He growled under his breath, but he needed that man’s soul. It seemed like
hours before the ambulance and rescue workers arrived. Morgan
took his place among the EMTs, helped them carry Jim up the hill, and slid in
next to him as they closed the door. According to the records in the future
archives, he knew Jim would have survived the crash. Despite his help, Jim
would have lived with a slight limp in his right leg, not bad enough to release
him from the draft of another petty war. Still, he needed Jim to realize the
opposite if he was going to take his soul, and Morgan needed his firstborn son
to stand by him before he could rule the world and the worlds beyond Time. He
hated to dispose of Jeff, but he could not stand the interference of his plans
taking shape and making sure that Jeff could not become the White
Solon with the help of The Council of Light, for
in the book of Time and in all the prophesy he had read, it stated that White
Solon was the only person who could stop him from becoming lord and
king of all the worlds here and beyond the stars, most of all become a God
which was his main goal. Jeff needed to be removed before his true power
awakened, and with his constant interference stopped for good for his plan of total
domination, things could go as planned. All
he needed was the boy, Jim’s firstborn, to take his place by his side as the Dark
Prince. The one that could lead him to the prize and the only one
that could gather the Five Keys of Destiney
to open the door of prophecy that would give him the power of the Gods to rule.
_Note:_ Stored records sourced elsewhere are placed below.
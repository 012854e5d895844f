//! # Contracts
//!
//! Frozen interface contracts shared by every broadcaster crate.
//! Business crates depend on this crate only; reverse dependencies are prohibited.
//!
//! ## Frame Model
//! - `frame_index` is assigned by the capture device and treated as an opaque `u64`
//! - payloads arrive already encoded and are never inspected here
//! - frames are borrowed for the duration of one callback, never retained

mod blueprint;
mod error;
mod frame;
mod frame_source;
mod wire;

pub use blueprint::*;
pub use error::*;
pub use frame::Frame;
pub use frame_source::{AnnotationTarget, FrameCallback, FrameSource};
pub use wire::{WireMessage, INDEX_LEN};
//! Error types for CLI operations.

use thiserror::Error;

/// CLI-specific error types
#[derive(Error, Debug)]
pub enum CliError {
    /// Configuration file not found
    #[error("Configuration file not found: {path}")]
    ConfigNotFound { path: String },

    /// Configuration loading, parsing or validation error
    #[error("Invalid configuration: {0}")]
    Config(#[source] contracts::ContractError),

    /// Frame source failed to start
    #[error("Capture source error: {0}")]
    Source(#[source] contracts::ContractError),

    /// Publish endpoints could not be set up
    #[error("Publisher error: {0}")]
    Publisher(#[from] publisher::PublisherError),

    /// Error while stopping the broadcaster
    #[error("Error during shutdown: {message}")]
    Shutdown { message: String },

    /// IO error
    #[error("IO error: {0}")]
    Io(#[from] std::io::Error),

    /// Generic error wrapper
    #[error("{0}")]
    Other(#[from] anyhow::Error),
}

impl CliError {
    pub fn config_not_found(path: impl Into<String>) -> Self {
        Self::ConfigNotFound { path: path.into() }
    }

    pub fn shutdown(message: impl Into<String>) -> Self {
        Self::Shutdown {
            message: message.into(),
        }
    }
}

/// Result type alias for CLI operations
pub type Result<T> = std::result::Result<T, CliError>;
“Yes, the prize and the power will be mine as they should be, as promised all
those centuries ago by my master Hess.” As
they rode, Morgan pretended to monitor the equipment and Jim as he reached
inside his mind and moved his lips as if he was talking to him. Before long, he
had what he came for as Morgan placed Jim’s bloody thumb on the document as
they entered the Payson Hospital and placing Jim into a deep sleep and vanished
back to his realm to wait until the boy prince was born, so he could guide him.
He hated the fact he couldn’t interfere with Time and free will. Not even the
gods above had that kind of power, but he could move people and influence them
to a certain point. Even then, if someone caught him, there would be
consequences, but he had no intention of being caught. He smiled as he
remembered how each person who has tried to stop him had died by his own hands.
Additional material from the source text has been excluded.